Top airline industry players are meeting Monday and Tuesday in Cancun to seek alternatives to the US and British bans on laptops and tablets on certain flights, which they say is hurting business.
The computer bans are looming large over the agenda as the International Air Transport Association (IATA) holds its annual meeting in the Mexican resort city.
Alternative proposals include sniffer dogs, bomb-detection technology, increased training—anything but the ban, which IATA says is threatening the industry just as it was enjoying a boom.
With fuel prices low and 3.8 billion passengers flying last year—a figure that is expected to double in the next 20 years—”the industry is doing quite well, ” said IATA’s director general, Alexandre de Juniache.

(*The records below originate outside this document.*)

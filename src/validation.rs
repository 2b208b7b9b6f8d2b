/**
 * Validation
 * Field-level checks a blog post must pass before any write
 */
use serde::{Deserialize, Serialize};

use crate::db::models::BlogPost;

pub const NOT_BLANK: &str = "This value should not be blank.";

/// Whitespace-only counts as blank. Update skips blank values; validation
/// rejects them.
pub fn is_blank(value: &str) -> bool {
    value.trim().is_empty()
}

/// A single field-level failure.
#[derive(Debug, Clone, PartialEq, Eq, Serialize, Deserialize)]
pub struct ValidationError {
    pub property_path: String,
    pub message: String,
}

impl ValidationError {
    fn new(property_path: &str, message: &str) -> Self {
        Self {
            property_path: property_path.to_string(),
            message: message.to_string(),
        }
    }
}

/// Validate a post. An empty list means the post may be written.
/// Errors come back in field order.
pub fn validate(post: &BlogPost) -> Vec<ValidationError> {
    let mut errors = Vec::new();

    if is_blank(&post.title) {
        errors.push(ValidationError::new("title", NOT_BLANK));
    }
    if is_blank(&post.content) {
        errors.push(ValidationError::new("content", NOT_BLANK));
    }

    errors
}

#[cfg(test)]
mod tests {
    use super::*;

    #[test]
    fn test_valid_post_has_no_errors() {
        let post = BlogPost::new("Hello".to_string(), "World".to_string(), None);
        assert!(validate(&post).is_empty());
    }

    #[test]
    fn test_is_blank_treats_whitespace_as_blank() {
        assert!(is_blank(""));
        assert!(is_blank(" \t\n"));
        assert!(!is_blank(" x "));
    }

    #[test]
    fn test_blank_fields_are_reported_in_order() {
        let post = BlogPost::new("".to_string(), "   ".to_string(), None);
        let errors = validate(&post);
        assert_eq!(
            errors,
            vec![
                ValidationError::new("title", NOT_BLANK),
                ValidationError::new("content", NOT_BLANK),
            ]
        );
    }
}
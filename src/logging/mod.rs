/*!
 * Logging Module
 * Tracing subscriber setup and HTTP request logging
 */
pub mod config;
pub mod middleware;

use std::io;
use tracing_appender::{non_blocking, non_blocking::WorkerGuard, rolling};
use tracing_subscriber::{fmt, layer::SubscriberExt, util::SubscriberInitExt, EnvFilter, Layer};

use self::config::LoggingConfig;

/// Initialize the logging system.
///
/// The returned guards flush the background writers; keep them alive
/// for as long as the process runs.
pub fn init(config: &LoggingConfig) -> Vec<WorkerGuard> {
    if let Err(e) = std::fs::create_dir_all(&config.directory) {
        eprintln!(
            "could not create log directory {}: {}",
            config.directory.display(),
            e
        );
    }

    let (file_writer, file_guard) = non_blocking(rolling::daily(&config.directory, "app.log"));
    let (console_writer, console_guard) = non_blocking(io::stdout());
    let mut guards = vec![file_guard, console_guard];

    let env_filter = EnvFilter::try_from_default_env()
        .unwrap_or_else(|_| EnvFilter::new(config.filter_directive()));

    let subscriber = tracing_subscriber::registry().with(env_filter);

    if config.is_production() {
        let (error_writer, error_guard) =
            non_blocking(rolling::daily(&config.directory, "error.log"));
        guards.push(error_guard);

        let file_layer = fmt::layer()
            .json()
            .with_writer(file_writer)
            .with_target(true)
            .with_thread_ids(true)
            .with_file(true)
            .with_line_number(true);

        let error_layer = fmt::layer()
            .json()
            .with_writer(error_writer)
            .with_target(true)
            .with_file(true)
            .with_line_number(true)
            .with_filter(tracing_subscriber::filter::LevelFilter::ERROR);

        let console_layer = fmt::layer()
            .json()
            .with_writer(console_writer)
            .with_target(false);

        subscriber
            .with(file_layer)
            .with(error_layer)
            .with(console_layer)
            .init();
    } else {
        let file_layer = fmt::layer()
            .with_writer(file_writer)
            .with_target(true)
            .with_file(true)
            .with_line_number(true)
            .with_ansi(false);

        let console_layer = fmt::layer()
            .with_writer(console_writer)
            .with_target(true)
            .pretty();

        subscriber.with(file_layer).with(console_layer).init();
    }

    tracing::info!(
        environment = %config.environment,
        level = %config.level,
        "logging initialized"
    );

    guards
}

“Airlines are in the black and it’s the eighth year in a row, ” he told journalists during a conference call ahead of the meeting.
But the bright financial outlook is clouded by the in-cabin ban on electronic devices larger than a cell phone on flights between the United States and 10 airports in Turkey, the Middle East and North Africa—imposed in March by President Donald Trump’s administration.
Britain has imposed a similar ban for flights from six countries.
The move came after intelligence officials learned of efforts by the Islamic State group to fashion a bomb into consumer electronics.
The US Department of Homeland Security then threatened to slap the same ban on flights from Europe—though it indicated Tuesday that it has backed off the idea for now.
IATA, whose 275 member airlines represent 83 percent of global air traffic, says the bans have already taken a toll on business. It warns that extending them to European flights would be catastrophic.
The dog solution?
De Juniac called the laptop ban “inappropriate.”
“Hot topics will include finding alternative means to keep flying securely without the inconvenience, ” he said.
“We have no doubt about the threat. We have doubt about the measure that has been proposed to ban (electronic devices) from the cabin.”
In talks with US and European authorities, IATA has proposed using alternative approaches—including dogs—to detect explosives in carry-on electronics, he said.
IATA says passengers appear to be avoiding routes where the ban is in place.
If it were extended to flights between the US and Europe, the lost revenue would total around $1.4 billion, it estimates.
De Juniac said rising “protectionism” in “powerful and important countries” is also worrying the industry, a reference to Trump’s policy plans and Britain’s looming exit from the European Union.
Other top agenda items are expected to include the fight against human trafficking and how to implement a 2016 agreement on buying carbon credits to offset emissions, he said.
Last year, the 191 member states of the International Civil Aviation Organization set a target of limiting the airline industry’s huge carbon footprint to 2020 levels by the year 2035.
Under the plan, airlines would buy carbon credits from other companies such as clean-energy producers.